++++ Task inputs ++++

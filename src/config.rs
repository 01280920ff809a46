//! Stream configuration
//!
//! The stream runs on fixed assumptions: signed 16-bit interleaved PCM at a
//! known sample rate, a fixed hardware callback size and a fixed simulation
//! frame rate. Everything the driver needs to size its ring and pace its loop
//! lives in [`StreamConfig`], which can also be loaded from a JSON file.

use crate::sync::round_up_to_multiple;
use crate::{Result, StreamError};
use serde::{Deserialize, Serialize};
use std::path::Path;
use std::time::Duration;

/// Default sample rate (48 kHz)
pub const DEFAULT_SAMPLE_RATE: u32 = 48_000;

/// Default simulation frame rate
pub const DEFAULT_FRAME_RATE: f64 = 60.0;

/// Default hardware callback size in sample frames
pub const DEFAULT_CALLBACK_FRAMES: u32 = 256;

/// The only sample format the stream carries
pub const BITS_PER_SAMPLE: u16 = 16;

/// Configuration for frame-paced streaming
#[derive(Debug, Clone, Copy, PartialEq, Serialize, Deserialize)]
#[serde(default)]
pub struct StreamConfig {
    /// Sample rate in Hz
    pub sample_rate: u32,

    /// Interleaved channels
    pub channels: u16,

    /// Bits per sample (always 16)
    pub bits_per_sample: u16,

    /// Sample frames the hardware asks for per callback
    pub callback_frames: u32,

    /// Size of the ring buffer in bytes.
    /// Typical: one second of audio (192000 bytes at 48 kHz stereo)
    pub capacity_bytes: usize,

    /// Simulation frames per second
    pub target_frame_rate: f64,

    /// Averaging window of the latency estimator, in frames
    pub estimator_window: u32,

    /// Remaining frame time below which the pacer busy-waits, in microseconds
    pub spin_threshold_us: u64,
}

impl StreamConfig {
    /// Create a configuration with default estimator and pacer tuning
    pub fn new(
        capacity_bytes: usize,
        sample_rate: u32,
        channels: u16,
        callback_frames: u32,
        target_frame_rate: f64,
    ) -> Self {
        StreamConfig {
            sample_rate,
            channels,
            bits_per_sample: BITS_PER_SAMPLE,
            callback_frames,
            capacity_bytes,
            target_frame_rate,
            ..Self::default()
        }
    }

    /// Create a configuration with a short ring
    /// Buffer = 250ms of stereo audio
    pub fn low_latency(sample_rate: u32) -> Self {
        let stride = 2 * (BITS_PER_SAMPLE as usize / 8);
        Self::new(
            sample_rate as usize / 4 * stride,
            sample_rate,
            2,
            DEFAULT_CALLBACK_FRAMES,
            DEFAULT_FRAME_RATE,
        )
    }

    /// Create a configuration with a long ring
    /// Buffer = 1s of stereo audio
    pub fn stable(sample_rate: u32) -> Self {
        let stride = 2 * (BITS_PER_SAMPLE as usize / 8);
        Self::new(
            sample_rate as usize * stride,
            sample_rate,
            2,
            DEFAULT_CALLBACK_FRAMES,
            DEFAULT_FRAME_RATE,
        )
    }

    /// Bytes per sample frame
    pub fn stride(&self) -> usize {
        (self.bits_per_sample as usize / 8) * self.channels as usize
    }

    /// Ring capacity in sample frames
    pub fn capacity_samples(&self) -> usize {
        match self.stride() {
            0 => 0,
            stride => self.capacity_bytes / stride,
        }
    }

    /// Nominal sample frames consumed per simulation frame
    pub fn samples_per_frame(&self) -> f64 {
        self.sample_rate as f64 / self.target_frame_rate
    }

    /// Pacer spin threshold
    pub fn spin_threshold(&self) -> Duration {
        Duration::from_micros(self.spin_threshold_us)
    }

    /// Get ring latency in milliseconds
    pub fn latency_ms(&self) -> f32 {
        (self.capacity_samples() as f32 / self.sample_rate as f32) * 1000.0
    }

    /// Check that the values describe a stream the driver can run.
    pub fn validate(&self) -> Result<()> {
        if self.sample_rate == 0 {
            return Err(StreamError::ConfigError(
                "Sample rate must be greater than 0".into(),
            ));
        }
        if self.channels == 0 {
            return Err(StreamError::ConfigError(
                "Channel count must be greater than 0".into(),
            ));
        }
        if self.bits_per_sample != BITS_PER_SAMPLE {
            return Err(StreamError::ConfigError(format!(
                "Only {BITS_PER_SAMPLE}-bit samples are supported, got {}",
                self.bits_per_sample
            )));
        }
        if self.callback_frames == 0 {
            return Err(StreamError::ConfigError(
                "Callback size must be greater than 0".into(),
            ));
        }
        if !self.target_frame_rate.is_finite() || self.target_frame_rate <= 0.0 {
            return Err(StreamError::ConfigError(format!(
                "Frame rate must be positive, got {}",
                self.target_frame_rate
            )));
        }
        if self.estimator_window == 0 {
            return Err(StreamError::ConfigError(
                "Estimator window must be at least 1 frame".into(),
            ));
        }

        let stride = self.stride();
        if self.capacity_bytes == 0 || self.capacity_bytes % stride != 0 {
            return Err(StreamError::ConfigError(format!(
                "Ring capacity {} must be a non-zero multiple of the {stride}-byte sample frame",
                self.capacity_bytes
            )));
        }

        // Steady-state look-ahead must fit without clamping
        let callback = self.callback_frames as usize;
        let lookahead = (2.0 * self.samples_per_frame()).ceil() as usize + callback;
        let lookahead = round_up_to_multiple(lookahead, callback);
        if lookahead > self.capacity_samples() {
            return Err(StreamError::ConfigError(format!(
                "Ring of {} samples cannot hold the {lookahead}-sample look-ahead",
                self.capacity_samples()
            )));
        }

        Ok(())
    }

    /// Parse and validate a JSON configuration
    pub fn from_json_str(json: &str) -> Result<Self> {
        let config: StreamConfig = serde_json::from_str(json)?;
        config.validate()?;
        Ok(config)
    }

    /// Load and validate a JSON configuration file
    pub fn from_json_file(path: impl AsRef<Path>) -> Result<Self> {
        let text = std::fs::read_to_string(path)?;
        Self::from_json_str(&text)
    }
}

impl Default for StreamConfig {
    fn default() -> Self {
        StreamConfig {
            sample_rate: DEFAULT_SAMPLE_RATE,
            channels: 2,
            bits_per_sample: BITS_PER_SAMPLE,
            callback_frames: DEFAULT_CALLBACK_FRAMES,
            capacity_bytes: DEFAULT_SAMPLE_RATE as usize * 4,
            target_frame_rate: DEFAULT_FRAME_RATE,
            estimator_window: crate::sync::DEFAULT_WINDOW_FRAMES,
            spin_threshold_us: crate::timing::DEFAULT_SPIN_THRESHOLD.as_micros() as u64,
        }
    }
}

#[cfg(test)]
mod tests {
    use super::*;
    use approx::assert_relative_eq;
    use std::io::Write;

    #[test]
    fn test_default_config() {
        let config = StreamConfig::default();
        assert_eq!(config.sample_rate, 48_000);
        assert_eq!(config.channels, 2);
        assert_eq!(config.stride(), 4);
        assert_eq!(config.capacity_bytes, 192_000);
        assert_eq!(config.capacity_samples(), 48_000);
        assert_eq!(config.spin_threshold(), Duration::from_micros(1100));
        assert_relative_eq!(config.samples_per_frame(), 800.0);
        assert!(config.validate().is_ok());
    }

    #[test]
    fn test_stream_config_latency() {
        let config = StreamConfig::low_latency(48_000);
        assert_relative_eq!(config.latency_ms(), 250.0);
        assert_relative_eq!(StreamConfig::stable(48_000).latency_ms(), 1000.0);
        assert_eq!(StreamConfig::stable(48_000), StreamConfig::default());
    }

    #[test]
    fn test_validate_rejects_bad_values() {
        let mut config = StreamConfig::default();
        config.bits_per_sample = 24;
        assert!(matches!(config.validate(), Err(StreamError::ConfigError(_))));

        let config = StreamConfig::new(192_002, 48_000, 2, 256, 60.0);
        assert!(config.validate().is_err());

        let config = StreamConfig::new(192_000, 48_000, 2, 0, 60.0);
        assert!(config.validate().is_err());

        let config = StreamConfig::new(192_000, 48_000, 2, 256, 0.0);
        assert!(config.validate().is_err());

        let config = StreamConfig::new(192_000, 48_000, 0, 256, 60.0);
        assert!(config.validate().is_err());
    }

    #[test]
    fn test_validate_rejects_ring_smaller_than_lookahead() {
        // 2*800 + 256 = 1856 -> 2048 samples needed
        let config = StreamConfig::new(2047 * 4, 48_000, 2, 256, 60.0);
        assert!(config.validate().is_err());
        let config = StreamConfig::new(2048 * 4, 48_000, 2, 256, 60.0);
        assert!(config.validate().is_ok());
    }

    #[test]
    fn test_json_partial_uses_defaults() {
        let config = StreamConfig::from_json_str(r#"{ "sample_rate": 44100, "capacity_bytes": 176400 }"#)
            .unwrap();
        assert_eq!(config.sample_rate, 44_100);
        assert_eq!(config.channels, 2);
        assert_eq!(config.callback_frames, 256);
        assert_eq!(config.estimator_window, 30);
    }

    #[test]
    fn test_json_file_roundtrip() {
        let config = StreamConfig::low_latency(48_000);
        let mut file = tempfile::NamedTempFile::new().unwrap();
        file.write_all(serde_json::to_string_pretty(&config).unwrap().as_bytes())
            .unwrap();

        let loaded = StreamConfig::from_json_file(file.path()).unwrap();
        assert_eq!(loaded, config);
    }

    #[test]
    fn test_json_errors() {
        assert!(matches!(
            StreamConfig::from_json_str("{ not json"),
            Err(StreamError::Json(_))
        ));
        assert!(matches!(
            StreamConfig::from_json_file("/nonexistent/stream.json"),
            Err(StreamError::Io(_))
        ));
        assert!(matches!(
            StreamConfig::from_json_str(r#"{ "channels": 0 }"#),
            Err(StreamError::ConfigError(_))
        ));
    }
}
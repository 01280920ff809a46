//! Audio device integration using cpal
//!
//! Opens the default output device at exactly the configured format: signed
//! 16-bit samples, the requested channel count and sample rate, and a fixed
//! callback size. The stream carries no format conversion, so a device that
//! cannot provide this format is a startup failure.

use super::{AudioOutput, CallbackConsumer, NegotiatedFormat};
use crate::config::StreamConfig;
use crate::{Result, StreamError};
use cpal::traits::{DeviceTrait, HostTrait, StreamTrait};
use cpal::{BufferSize, SampleFormat, SampleRate, SupportedBufferSize, SupportedStreamConfigRange};
use tracing::{debug, error, info, warn};

/// Whether a device config range can run `format` with a fixed callback size
fn range_supports(range: &SupportedStreamConfigRange, format: &NegotiatedFormat) -> bool {
    if range.channels() != format.channels
        || range.sample_format() != SampleFormat::I16
        || range.min_sample_rate().0 > format.sample_rate
        || range.max_sample_rate().0 < format.sample_rate
    {
        return false;
    }
    match range.buffer_size() {
        SupportedBufferSize::Range { min, max } => {
            (*min..=*max).contains(&format.callback_frames)
        }
        // Backend can't tell; let the stream build decide
        SupportedBufferSize::Unknown => true,
    }
}

/// Audio playback device using cpal
pub struct AudioDevice {
    device: cpal::Device,
    stream_config: cpal::StreamConfig,
    format: NegotiatedFormat,
    name: String,
    stream: Option<cpal::Stream>,
}

impl AudioDevice {
    /// Open the default output device at the configured format.
    ///
    /// # Errors
    ///
    /// - [`StreamError::AudioDeviceError`] if there is no output device or its
    ///   configurations can't be queried
    /// - [`StreamError::FormatMismatch`] if no supported configuration matches
    pub fn open_default(config: &StreamConfig) -> Result<Self> {
        let host = cpal::default_host();
        let device = host.default_output_device().ok_or_else(|| {
            StreamError::AudioDeviceError("No audio output device available".into())
        })?;
        let name = device.name().unwrap_or_else(|_| "unknown".into());
        let format = NegotiatedFormat::from_config(config);

        let mut ranges = device.supported_output_configs().map_err(|e| {
            StreamError::AudioDeviceError(format!("Failed to query output configs: {}", e))
        })?;

        let Some(range) = ranges.find(|range| range_supports(range, &format)) else {
            let actual = device
                .default_output_config()
                .map(|c| {
                    format!(
                        "{} Hz, {} ch, {:?} (default config)",
                        c.sample_rate().0,
                        c.channels(),
                        c.sample_format()
                    )
                })
                .unwrap_or_else(|e| format!("no usable config ({})", e));
            return Err(StreamError::FormatMismatch {
                expected: format.to_string(),
                actual,
            });
        };

        if matches!(range.buffer_size(), SupportedBufferSize::Unknown) {
            warn!(
                "Device '{}' does not report buffer sizes; requesting {} frames anyway",
                name, format.callback_frames
            );
        }

        let mut stream_config: cpal::StreamConfig =
            range.with_sample_rate(SampleRate(format.sample_rate)).into();
        stream_config.buffer_size = BufferSize::Fixed(format.callback_frames);

        info!("Opened audio device '{}' ({})", name, format);

        Ok(AudioDevice {
            device,
            stream_config,
            format,
            name,
            stream: None,
        })
    }

    /// Device name as reported by the host
    pub fn name(&self) -> &str {
        &self.name
    }

    /// Check if the stream is running
    pub fn is_running(&self) -> bool {
        self.stream.is_some()
    }
}

impl AudioOutput for AudioDevice {
    fn negotiated_format(&self) -> NegotiatedFormat {
        self.format
    }

    fn start(&mut self, consumer: CallbackConsumer) -> Result<()> {
        if self.stream.is_some() {
            return Err(StreamError::AudioDeviceError(
                "Audio stream already started".into(),
            ));
        }

        let stream = self
            .device
            .build_output_stream(
                &self.stream_config,
                move |data: &mut [i16], _: &cpal::OutputCallbackInfo| {
                    // Underruns are counted by the ring
                    consumer.consume(bytemuck::cast_slice_mut(data));
                },
                |err| error!("Audio stream error: {}", err),
                None,
            )
            .map_err(|e| StreamError::AudioDeviceError(format!("Failed to build audio stream: {}", e)))?;

        stream
            .play()
            .map_err(|e| StreamError::AudioDeviceError(format!("Failed to play audio stream: {}", e)))?;

        debug!("Audio stream started on '{}'", self.name);
        self.stream = Some(stream);
        Ok(())
    }

    fn stop(&mut self) {
        if let Some(stream) = self.stream.take() {
            if let Err(e) = stream.pause() {
                warn!("Failed to pause audio stream: {}", e);
            }
            // Dropping the stream unregisters the callback
            drop(stream);
            debug!("Audio stream stopped on '{}'", self.name);
        }
    }
}

impl Drop for AudioDevice {
    fn drop(&mut self) {
        self.stop();
    }
}
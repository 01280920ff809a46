//! Producer/consumer clock synchronization
//!
//! Estimates how fast the hardware drains the ring per simulation frame and
//! turns that into a write target for the current frame.

pub mod estimator;
pub mod target;

pub use estimator::{ema, EstimatorUpdate, LatencyEstimator, Measurement, DEFAULT_WINDOW_FRAMES};
pub use target::{compute_target, round_up_to_multiple, TargetParams, WriteTarget};
//! Ring buffer shared between the simulation thread and the audio callback
//!
//! A fixed-size circular byte store with two cursors:
//! - Producer (simulation thread): reserves up to two regions, fills them, commits
//! - Consumer (hardware callback): drains whatever length the device asks for
//!
//! The buffer itself holds no lock. Every method here is called with the
//! transport mutex held (see [`super::transport`]), so plain fields are enough.
//!
//! Besides the two cursors the buffer keeps monotonic byte totals. Their
//! difference is the number of unread bytes, which lets the consumer notice an
//! underrun and lets the latency estimator notice a cursor that wrapped more
//! than once between two measurements.

use crate::{Result, StreamError};

/// Distance from `prev` to `curr` walking forward around a ring of `size` slots.
///
/// Handles a single wraparound only; two positions one full lap apart read as `0`.
#[inline]
pub fn ring_distance(prev: usize, curr: usize, size: usize) -> usize {
    if curr >= prev {
        curr - prev
    } else {
        curr + size - prev
    }
}

/// Up to two contiguous byte ranges to fill before the next commit.
///
/// `first` starts at `start`; `second` (if non-zero) starts at offset 0 because the
/// requested range wrapped past the end of the buffer.
#[derive(Debug, Clone, Copy, PartialEq, Eq)]
pub struct WriteRegions {
    /// Offset of the first region (the write cursor at reservation time)
    pub start: usize,
    /// Length of the region starting at `start`
    pub first: usize,
    /// Length of the wrapped region starting at offset 0
    pub second: usize,
}

impl WriteRegions {
    /// Total bytes covered by both regions
    pub fn len(&self) -> usize {
        self.first + self.second
    }

    /// True when there is nothing to write
    pub fn is_empty(&self) -> bool {
        self.len() == 0
    }
}

/// Circular byte buffer with a write cursor and a play cursor
#[derive(Debug)]
pub struct RingBuffer {
    /// Sample storage, zeroed (silence) at allocation
    data: Vec<u8>,
    /// Bytes per sample frame (sample size * channels)
    stride: usize,
    /// Next byte the producer writes (mutated by the producer only)
    write_cursor: usize,
    /// Next byte the hardware reads (mutated by the consumer only)
    play_cursor: usize,
    /// Bytes committed since allocation
    written_total: u64,
    /// Bytes drained since playback became active
    played_total: u64,
    /// Number of consume calls that ran past the written data
    underrun_count: u64,
    /// Bytes played that had not been written
    underrun_bytes: u64,
    /// Set by the first non-empty commit
    playing: bool,
}

impl RingBuffer {
    /// Allocate a ring of `capacity` bytes for sample frames of `stride` bytes.
    ///
    /// # Errors
    ///
    /// Returns [`StreamError::ConfigError`] if:
    /// - `stride` or `capacity` is 0
    /// - `capacity` is not a multiple of `stride`
    pub fn new(capacity: usize, stride: usize) -> Result<Self> {
        if stride == 0 {
            return Err(StreamError::ConfigError(
                "Sample frame stride must be greater than 0".into(),
            ));
        }
        if capacity == 0 {
            return Err(StreamError::ConfigError(
                "Ring buffer capacity must be greater than 0".into(),
            ));
        }
        if capacity % stride != 0 {
            return Err(StreamError::ConfigError(format!(
                "Ring buffer capacity {capacity} is not a multiple of the {stride}-byte sample frame"
            )));
        }

        Ok(RingBuffer {
            data: vec![0; capacity],
            stride,
            write_cursor: 0,
            play_cursor: 0,
            written_total: 0,
            played_total: 0,
            underrun_count: 0,
            underrun_bytes: 0,
            playing: false,
        })
    }

    /// Capacity in bytes
    pub fn capacity(&self) -> usize {
        self.data.len()
    }

    /// Bytes per sample frame
    pub fn stride(&self) -> usize {
        self.stride
    }

    /// Capacity in sample frames
    pub fn capacity_samples(&self) -> usize {
        self.data.len() / self.stride
    }

    /// Current write cursor (bytes)
    pub fn write_cursor(&self) -> usize {
        self.write_cursor
    }

    /// Current play cursor (bytes)
    pub fn play_cursor(&self) -> usize {
        self.play_cursor
    }

    /// Bytes committed since allocation
    pub fn written_total(&self) -> u64 {
        self.written_total
    }

    /// Bytes drained by the consumer since playback became active
    pub fn played_total(&self) -> u64 {
        self.played_total
    }

    /// Written but not yet played bytes. Negative once playback overtook the writer.
    pub fn unread_bytes(&self) -> i64 {
        self.written_total as i64 - self.played_total as i64
    }

    /// Number of consume calls that read past the write cursor
    pub fn underrun_count(&self) -> u64 {
        self.underrun_count
    }

    /// Total bytes played that had not been written yet
    pub fn underrun_bytes(&self) -> u64 {
        self.underrun_bytes
    }

    /// Whether the producer has committed anything yet
    pub fn is_playing(&self) -> bool {
        self.playing
    }

    /// Split the range `[write_cursor, target_index)` (circularly) into at most two regions.
    pub fn reserve_write_regions(&self, target_index: usize) -> WriteRegions {
        let capacity = self.capacity();
        debug_assert!(target_index < capacity, "target index {target_index} out of range");
        debug_assert_eq!(target_index % self.stride, 0, "target index not frame aligned");

        if self.write_cursor <= target_index {
            WriteRegions {
                start: self.write_cursor,
                first: target_index - self.write_cursor,
                second: 0,
            }
        } else {
            WriteRegions {
                start: self.write_cursor,
                first: capacity - self.write_cursor,
                second: target_index,
            }
        }
    }

    /// Copy `src` into the regions returned by [`Self::reserve_write_regions`].
    ///
    /// Does not move the write cursor; follow with [`Self::commit_write`].
    ///
    /// # Panics
    ///
    /// If `src.len()` differs from `regions.len()` or the regions were reserved
    /// against a different write cursor.
    pub fn copy_into_regions(&mut self, regions: &WriteRegions, src: &[u8]) {
        assert_eq!(
            src.len(),
            regions.len(),
            "source length must match the reserved regions"
        );
        assert_eq!(
            regions.start, self.write_cursor,
            "regions were reserved against a stale write cursor"
        );

        let start = regions.start;
        self.data[start..start + regions.first].copy_from_slice(&src[..regions.first]);
        if regions.second > 0 {
            self.data[..regions.second].copy_from_slice(&src[regions.first..]);
        }
    }

    /// Advance the write cursor by `bytes_written`.
    ///
    /// # Panics
    ///
    /// If `bytes_written` is larger than the buffer or not a whole number of sample frames.
    pub fn commit_write(&mut self, bytes_written: usize) {
        assert!(
            bytes_written <= self.capacity(),
            "commit of {bytes_written} bytes exceeds ring capacity {}",
            self.capacity()
        );
        assert_eq!(
            bytes_written % self.stride,
            0,
            "commit must be a whole number of sample frames"
        );

        self.write_cursor = (self.write_cursor + bytes_written) % self.capacity();
        self.written_total += bytes_written as u64;
        if bytes_written > 0 {
            self.playing = true;
        }
    }

    /// Move the write cursor up to the play cursor if playback overtook the writer.
    ///
    /// The bytes between the two were already played as stale data and are
    /// dropped from the accounting, so the next reservation starts at the
    /// play cursor and the totals agree with the cursor positions again.
    /// Returns the number of bytes skipped (0 if the writer is not behind).
    pub fn catch_up_writer(&mut self) -> u64 {
        if !self.playing || self.written_total >= self.played_total {
            return 0;
        }
        let skipped = self.played_total - self.written_total;
        self.write_cursor = self.play_cursor;
        self.written_total = self.played_total;
        skipped
    }

    /// Drain `dest.len()` bytes starting at the play cursor (consumer side).
    ///
    /// Before the first commit the destination is filled with silence and the
    /// play cursor stays put. After that the cursor always advances by the full
    /// length; reading past the written data is counted as an underrun and the
    /// stale bytes are played as they are.
    ///
    /// Returns `true` if this call underran.
    ///
    /// # Panics
    ///
    /// If the device asks for more bytes than the ring holds.
    pub fn consume(&mut self, dest: &mut [u8]) -> bool {
        let length = dest.len();
        let capacity = self.capacity();
        assert!(
            length <= capacity,
            "consume of {length} bytes exceeds ring capacity {capacity}"
        );

        if !self.playing {
            dest.fill(0);
            return false;
        }

        let unread = self.unread_bytes();
        let underrun = length as i64 > unread;
        if underrun {
            self.underrun_count += 1;
            self.underrun_bytes += (length as i64 - unread.max(0)) as u64;
        }

        let space_left = capacity - self.play_cursor;
        if length > space_left {
            dest[..space_left].copy_from_slice(&self.data[self.play_cursor..]);
            dest[space_left..].copy_from_slice(&self.data[..length - space_left]);
        } else {
            dest.copy_from_slice(&self.data[self.play_cursor..self.play_cursor + length]);
        }

        self.play_cursor = (self.play_cursor + length) % capacity;
        self.played_total += length as u64;

        underrun
    }
}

++++

▸ **What to work on**
Each line from the top of the entries above through the line containing "pub const BITS_PER_SAMPLE: u16 = 16;" must be transcribed exactly, and no other line may appear.

▸ **Solution**
filename src/config.rs
repository 01280920ff809a46
//! Stream configuration
//!
//! The stream runs on fixed assumptions: signed 16-bit interleaved PCM at a
//! known sample rate, a fixed hardware callback size and a fixed simulation
//! frame rate. Everything the driver needs to size its ring and pace its loop
//! lives in [`StreamConfig`], which can also be loaded from a JSON file.

use crate::sync::round_up_to_multiple;
use crate::{Result, StreamError};
use serde::{Deserialize, Serialize};
use std::path::Path;
use std::time::Duration;

/// Default sample rate (48 kHz)
pub const DEFAULT_SAMPLE_RATE: u32 = 48_000;

/// Default simulation frame rate
pub const DEFAULT_FRAME_RATE: f64 = 60.0;

/// Default hardware callback size in sample frames
pub const DEFAULT_CALLBACK_FRAMES: u32 = 256;

/// The only sample format the stream carries
pub const BITS_PER_SAMPLE: u16 = 16;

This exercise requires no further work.